On the other hand, if one focuses on those RCTs in which NNS were used to displace excess energy from sugar-sweetened beverages as the comparator, then the results do favour the intended benefits of NNS. The RCT conducted by Maersk and colleagues3 was the only eligible RCT to include a direct comparison with sugar-sweetened beverages, a comparison Azad and colleagues1 elected not to use in their pooled analyses. Although NNS in displacing excess energy from sugar-sweetened beverages did not show a significant reduction in body weight change, this comparison did show significant reductions in liver fat, systolic blood pressure, triglycerides and total cholesterol.3

Therefore, the conclusion by Azad and colleagues1 that the evidence does not support the intended benefits seems unjustified.

The authors also accorded too much weight to prospective cohort studies in their conclusions. Although prospective cohort studies offer the best protection against bias among observational studies, based on their long longitudinal follow-up, ability to adjust for multiple confounding factors and ascertainment of clinical outcomes rather than surrogate biomarkers, residual confounding in these studies cannot be ruled out. In particular, it is well documented that prospective cohort studies of NNS are at a high risk of reverse causality, because higher consumers of NNS may choose these products because they are at a higher risk for adverse cardiometabolic outcomes and not the other way around.9 The prospective design of these studies does not necessarily limit this type of confounding, despite the authors’ claims to the contrary.

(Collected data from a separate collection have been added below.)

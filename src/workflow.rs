use serde::Serialize;
use std::fmt;

use crate::error::ApiError;
use crate::forms::FormError;

/// Collections a dashboard holds; each one is fetched and refreshed on its own.
#[derive(Debug, Clone, Copy, PartialEq, Eq, Hash, PartialOrd, Ord, Serialize)]
#[serde(rename_all = "kebab-case")]
pub enum SectionKind {
    Courses,
    Classes,
    MyClasses,
    Reports,
    MyReports,
    PrlFeedbackReports,
    Users,
    Lecturers,
    Ratings,
}

#[derive(Debug, Clone, Copy, PartialEq, Eq, Hash, Serialize)]
#[serde(rename_all = "kebab-case")]
pub enum Workflow {
    SubmitReport,
    AddFeedback,
    SubmitRating,
    CreateCourse,
    UpdateCourse,
    DeleteCourse,
    CreateClass,
    AssignLecturer,
    AssignPrlStream,
    ExportReports,
}

impl Workflow {
    /// Sections that may be stale once the write went through.
    pub fn refreshes(self) -> &'static [SectionKind] {
        use SectionKind::*;
        match self {
            Workflow::SubmitReport => &[MyReports, Reports],
            Workflow::AddFeedback => &[Reports],
            Workflow::SubmitRating => &[Ratings],
            Workflow::CreateCourse | Workflow::UpdateCourse | Workflow::DeleteCourse => &[Courses],
            Workflow::CreateClass => &[Classes],
            Workflow::AssignLecturer => &[Courses],
            Workflow::AssignPrlStream => &[Users],
            Workflow::ExportReports => &[],
        }
    }

    pub fn success_message(self) -> &'static str {
        match self {
            Workflow::SubmitReport => "Report submitted successfully!",
            Workflow::AddFeedback => "Feedback added successfully!",
            Workflow::SubmitRating => "Rating submitted successfully!",
            Workflow::CreateCourse => "Course created successfully!",
            Workflow::UpdateCourse => "Course updated successfully!",
            Workflow::DeleteCourse => "Course has been deleted.",
            Workflow::CreateClass => "Class created successfully!",
            Workflow::AssignLecturer => "Lecturer assigned successfully!",
            Workflow::AssignPrlStream => "Stream assigned successfully!",
            Workflow::ExportReports => "Excel report downloaded successfully!",
        }
    }

    pub fn generic_error(self) -> &'static str {
        match self {
            Workflow::SubmitReport => "Failed to submit report",
            Workflow::AddFeedback => "Failed to add feedback",
            Workflow::SubmitRating => "Failed to submit rating",
            Workflow::CreateCourse | Workflow::UpdateCourse => "Failed to save course",
            Workflow::DeleteCourse => "Failed to delete course",
            Workflow::CreateClass => "Failed to create class",
            Workflow::AssignLecturer => "Failed to assign lecturer",
            Workflow::AssignPrlStream => "Failed to assign stream",
            Workflow::ExportReports => "Failed to export report. Please try again.",
        }
    }
}

impl fmt::Display for Workflow {
    fn fmt(&self, f: &mut fmt::Formatter<'_>) -> fmt::Result {
        let name = match self {
            Workflow::SubmitReport => "submit-report",
            Workflow::AddFeedback => "add-feedback",
            Workflow::SubmitRating => "submit-rating",
            Workflow::CreateCourse => "create-course",
            Workflow::UpdateCourse => "update-course",
            Workflow::DeleteCourse => "delete-course",
            Workflow::CreateClass => "create-class",
            Workflow::AssignLecturer => "assign-lecturer",
            Workflow::AssignPrlStream => "assign-prl-stream",
            Workflow::ExportReports => "export-reports",
        };
        f.write_str(name)
    }
}

#[derive(Debug, Clone, Copy, PartialEq, Eq, Serialize)]
pub enum Phase {
    Idle,
    Validating,
    Rejected,
    Submitting,
    Succeeded,
    Failed,
}

impl Phase {
    pub fn can_move_to(self, next: Phase) -> bool {
        use Phase::*;
        matches!(
            (self, next),
            (Idle, Validating)
                | (Validating, Submitting)
                | (Validating, Rejected)
                | (Submitting, Succeeded)
                | (Submitting, Failed)
                | (Rejected, Idle)
                | (Succeeded, Idle)
                | (Failed, Idle)
        )
    }
}

/// One pass of a workflow through its phases.
#[derive(Debug, Clone)]
pub struct Run {
    pub workflow: Workflow,
    trail: Vec<Phase>,
}

impl Run {
    pub fn start(workflow: Workflow) -> Run {
        Run {
            workflow,
            trail: vec![Phase::Idle],
        }
    }

    pub fn phase(&self) -> Phase {
        self.trail.last().copied().unwrap_or(Phase::Idle)
    }

    pub fn advance(&mut self, next: Phase) {
        let from = self.phase();
        debug_assert!(from.can_move_to(next), "{} cannot go {:?} -> {:?}", self.workflow, from, next);
        if !from.can_move_to(next) {
            tracing::error!(workflow = %self.workflow, ?from, to = ?next, "illegal workflow transition");
        }
        self.trail.push(next);
    }

    pub fn trail(&self) -> &[Phase] {
        &self.trail
    }
}

#[derive(Debug)]
pub enum Outcome {
    Succeeded,
    // blocked before any request was made
    Rejected(FormError),
    Failed(ApiError),
    // the user backed out of a destructive action; nothing happened
    Declined,
    // the signed-in role does not expose this workflow
    Unavailable,
}

impl Outcome {
    pub fn is_success(&self) -> bool {
        matches!(self, Outcome::Succeeded)
    }
}

#[derive(Debug, Clone, Copy, PartialEq, Eq, Serialize)]
#[serde(rename_all = "lowercase")]
pub enum Level {
    Success,
    Error,
}

#[derive(Debug, Clone, PartialEq, Eq, Serialize)]
pub struct Notice {
    pub level: Level,
    pub title: &'static str,
    pub message: String,
}

impl Notice {
    pub fn success(workflow: Workflow) -> Notice {
        Notice {
            level: Level::Success,
            title: if workflow == Workflow::DeleteCourse { "Deleted!" } else { "Success!" },
            message: workflow.success_message().to_string(),
        }
    }

    pub fn rejected(err: &FormError) -> Notice {
        Notice {
            level: Level::Error,
            title: "Error!",
            message: err.to_string(),
        }
    }

    /// The backend's own message when it sent one, else the workflow's generic text.
    pub fn failed(workflow: Workflow, err: &ApiError) -> Notice {
        Notice {
            level: Level::Error,
            title: "Error!",
            message: err
                .server_message()
                .unwrap_or_else(|| workflow.generic_error())
                .to_string(),
        }
    }
}

#[derive(Debug, Clone, PartialEq, Eq)]
pub struct Prompt {
    pub title: &'static str,
    pub text: &'static str,
    pub confirm_label: &'static str,
}

pub const DELETE_COURSE_PROMPT: Prompt = Prompt {
    title: "Are you sure?",
    text: "You won't be able to revert this!",
    confirm_label: "Yes, delete it!",
};

/// Interactive yes/no step in front of destructive writes.
pub trait Confirm {
    fn confirm(&mut self, prompt: &Prompt) -> bool;
}

impl<F> Confirm for F
where
    F: FnMut(&Prompt) -> bool,
{
    fn confirm(&mut self, prompt: &Prompt) -> bool {
        self(prompt)
    }
}
use serde::Serialize;

use crate::models::Role;
use crate::session::CurrentUser;
use crate::workflow::{SectionKind, Workflow};

#[derive(Debug, Clone, Copy, PartialEq, Eq, Hash, Serialize)]
#[serde(rename_all = "kebab-case")]
pub enum Tab {
    // program leader
    Courses,
    Classes,
    PrlReports,
    Lectures,
    PrlManagement,
    // principal lecturer
    StreamCourses,
    StreamReports,
    StreamClasses,
    // lecturer
    MyClasses,
    MyReports,
    // shared
    Monitoring,
    Ratings,
    MyRatings,
}

impl Tab {
    pub fn title(self) -> &'static str {
        match self {
            Tab::Courses => "Courses Management",
            Tab::Classes => "Classes",
            Tab::PrlReports => "PRL Reports",
            Tab::Lectures => "Lectures",
            Tab::PrlManagement => "PRL Management",
            Tab::StreamCourses => "My Stream Courses",
            Tab::StreamReports => "Lecture Reports",
            Tab::StreamClasses => "Classes",
            Tab::MyClasses => "My Classes",
            Tab::MyReports => "My Reports",
            Tab::Monitoring => "Monitoring",
            Tab::Ratings => "Ratings",
            Tab::MyRatings => "My Ratings",
        }
    }
}

#[derive(Debug, PartialEq, Eq, Serialize)]
pub struct ViewConfig {
    pub tabs: &'static [Tab],
    pub workflows: &'static [Workflow],
    // fetched on mount
    pub sections: &'static [SectionKind],
}

impl ViewConfig {
    pub fn exposes(&self, workflow: Workflow) -> bool {
        self.workflows.contains(&workflow)
    }

    pub fn shows(&self, tab: Tab) -> bool {
        self.tabs.contains(&tab)
    }
}

static PL_VIEW: ViewConfig = ViewConfig {
    tabs: &[
        Tab::Courses,
        Tab::Classes,
        Tab::PrlReports,
        Tab::Monitoring,
        Tab::Lectures,
        Tab::Ratings,
        Tab::PrlManagement,
    ],
    workflows: &[
        Workflow::CreateCourse,
        Workflow::UpdateCourse,
        Workflow::DeleteCourse,
        Workflow::CreateClass,
        Workflow::AssignLecturer,
        Workflow::AssignPrlStream,
        Workflow::ExportReports,
    ],
    sections: &[
        SectionKind::Courses,
        SectionKind::Lecturers,
        SectionKind::Classes,
        SectionKind::PrlFeedbackReports,
        SectionKind::Reports,
        SectionKind::Users,
        SectionKind::Ratings,
    ],
};

static PRL_VIEW: ViewConfig = ViewConfig {
    tabs: &[
        Tab::StreamCourses,
        Tab::StreamReports,
        Tab::Monitoring,
        Tab::StreamClasses,
        Tab::Ratings,
    ],
    workflows: &[Workflow::AddFeedback],
    sections: &[
        SectionKind::Courses,
        SectionKind::Reports,
        SectionKind::Classes,
        SectionKind::Ratings,
    ],
};

static LECTURER_VIEW: ViewConfig = ViewConfig {
    tabs: &[Tab::MyClasses, Tab::MyReports, Tab::Monitoring, Tab::Ratings],
    workflows: &[Workflow::SubmitReport],
    sections: &[
        SectionKind::MyClasses,
        SectionKind::MyReports,
        SectionKind::Reports,
        SectionKind::Ratings,
    ],
};

static STUDENT_VIEW: ViewConfig = ViewConfig {
    tabs: &[Tab::Monitoring, Tab::MyRatings],
    workflows: &[Workflow::SubmitRating],
    sections: &[SectionKind::Classes, SectionKind::Reports, SectionKind::Ratings],
};

pub fn view_config(role: Role) -> &'static ViewConfig {
    match role {
        Role::Pl => &PL_VIEW,
        Role::Prl => &PRL_VIEW,
        Role::Lecturer => &LECTURER_VIEW,
        Role::Student => &STUDENT_VIEW,
    }
}

#[derive(Debug, PartialEq, Eq)]
pub enum Access {
    Dashboard(Role, &'static ViewConfig),
    // send the user to the login screen
    Unauthenticated,
}

pub fn resolve(user: Option<&CurrentUser>) -> Access {
    match user {
        Some(u) => Access::Dashboard(u.role, view_config(u.role)),
        None => Access::Unauthenticated,
    }
}

/// Same as [`resolve`] for a role name straight off the wire.
pub fn resolve_role_name(role: Option<&str>) -> Access {
    match role.and_then(|r| r.parse::<Role>().ok()) {
        Some(role) => Access::Dashboard(role, view_config(role)),
        None => Access::Unauthenticated,
    }
}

The evidence presented by the authors is also subject to other important limitations including publication bias (diabetes); inconsistency (diabetes and hypertension); indirectness (hypertension, stroke, coronary heart disease and cardiovascular disease); and imprecision in the pooled estimates (diabetes, hypertension, stroke and coronary heart disease).

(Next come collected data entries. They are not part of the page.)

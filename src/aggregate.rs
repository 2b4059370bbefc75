//! Derived views over collections that are already in memory.
//!
//! Nothing in here talks to the backend. Rating scopes need a fetch per
//! class, see [`crate::fetch::ratings_for_classes`]; this module only
//! resolves which class ids belong to a scope.

use std::collections::{BTreeMap, BTreeSet};

use crate::models::*;

/// Stream a PRL is scoped to; unassigned PRLs fall back to [`DEFAULT_STREAM`].
pub fn effective_stream(user: &User) -> &str {
    scope_stream(user.stream.as_deref())
}

pub fn scope_stream(stream: Option<&str>) -> &str {
    stream.unwrap_or(DEFAULT_STREAM)
}

pub fn courses_in_stream<'a>(courses: &'a [Course], stream: &str) -> Vec<&'a Course> {
    courses.iter().filter(|c| c.stream == stream).collect()
}

pub fn classes_in_stream<'a>(classes: &'a [Class], stream: &str) -> Vec<&'a Class> {
    classes.iter().filter(|c| c.stream() == Some(stream)).collect()
}

pub fn reports_in_stream<'a>(reports: &'a [Report], stream: &str) -> Vec<&'a Report> {
    reports.iter().filter(|r| r.stream() == Some(stream)).collect()
}

pub fn class_ids<'a, I>(classes: I) -> Vec<Id>
where
    I: IntoIterator<Item = &'a Class>,
{
    classes.into_iter().map(|c| c.id).collect()
}

pub fn classes_taught_by(classes: &[Class], lecturer_id: Id) -> Vec<&Class> {
    classes.iter().filter(|c| c.taught_by(lecturer_id)).collect()
}

pub fn reports_by(reports: &[Report], lecturer_id: Id) -> Vec<&Report> {
    reports.iter().filter(|r| r.authored_by(lecturer_id)).collect()
}

pub fn reports_with_feedback(reports: &[Report]) -> Vec<&Report> {
    reports.iter().filter(|r| r.is_reviewed()).collect()
}

pub fn ratings_by(ratings: &[Rating], student_id: Id) -> Vec<&Rating> {
    ratings.iter().filter(|r| r.rated_by(student_id)).collect()
}

pub fn users_with_role(users: &[User], role: Role) -> Vec<&User> {
    users.iter().filter(|u| u.has_role(role)).collect()
}

pub fn unassigned_prls(users: &[User]) -> Vec<&User> {
    users
        .iter()
        .filter(|u| u.has_role(Role::Prl) && u.stream.is_none())
        .collect()
}

/// Distinct streams across all courses, sorted.
pub fn streams_used(courses: &[Course]) -> Vec<&str> {
    courses
        .iter()
        .map(|c| c.stream.as_str())
        .collect::<BTreeSet<_>>()
        .into_iter()
        .collect()
}

pub fn courses_per_stream(courses: &[Course]) -> BTreeMap<&str, usize> {
    let mut counts = BTreeMap::new();
    for c in courses {
        *counts.entry(c.stream.as_str()).or_insert(0) += 1;
    }
    counts
}

/// Assigned PRLs as `(stream, prl name)` pairs, in user order.
pub fn prl_assignments(users: &[User]) -> Vec<(&str, &str)> {
    users
        .iter()
        .filter(|u| u.has_role(Role::Prl))
        .filter_map(|u| u.stream.as_deref().map(|s| (s, u.name.as_str())))
        .collect()
}

#[derive(Debug, Clone, Copy, PartialEq, Eq, PartialOrd, Ord, serde::Serialize)]
#[serde(rename_all = "lowercase")]
pub enum Attendance {
    Low,
    Medium,
    High,
}

/// Attendance thresholds of one view, as fractions of the class size.
#[derive(Debug, Clone, Copy, PartialEq)]
pub struct AttendancePolicy {
    pub high_above: f64,
    // None: the view has no low bucket
    pub medium_above: Option<f64>,
}

/// Report tables across dashboards.
pub const REPORT_ATTENDANCE: AttendancePolicy = AttendancePolicy {
    high_above: 0.8,
    medium_above: Some(0.6),
};

/// The Program Leader's "PRL Reports" table.
pub const PRL_REPORTS_ATTENDANCE: AttendancePolicy = AttendancePolicy {
    high_above: 0.7,
    medium_above: None,
};

impl AttendancePolicy {
    pub fn bucket(&self, present: u32, total: u32) -> Attendance {
        let present = f64::from(present);
        let total = f64::from(total);
        if present > self.high_above * total {
            return Attendance::High;
        }
        match self.medium_above {
            Some(t) if present > t * total => Attendance::Medium,
            _ => self.lowest(),
        }
    }

    /// Bottom bucket of this policy.
    pub fn lowest(&self) -> Attendance {
        match self.medium_above {
            Some(_) => Attendance::Low,
            None => Attendance::Medium,
        }
    }

    /// A report without its class has no class size to compare against
    /// and lands in the policy's bottom bucket.
    pub fn bucket_report(&self, report: &Report) -> Attendance {
        match &report.class {
            Some(class) => self.bucket(report.actual_students_present, class.total_students),
            None => self.lowest(),
        }
    }
}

These uncertainties suggest that the current estimates from prospective cohort studies are not trustworthy and new research is likely to have an important impact on their direction, magnitude and precision.

Taken together, the available evidence supports the intended benefits of NNS as being similar to that of other interventions to reduce energy intake, such as water. Although prospective cohort studies have shown an adverse association with incident hypertension, stroke and cardiovascular disease, these associations are discordant with higher-quality evidence from RCTs and are at high risk of reverse causality, among other important limitations. To improve the estimates, we agree that there is a need for more long-term RCTs of interventions using NNS to reduce excess energy from sugars, especially from sugar-sweetened beverages.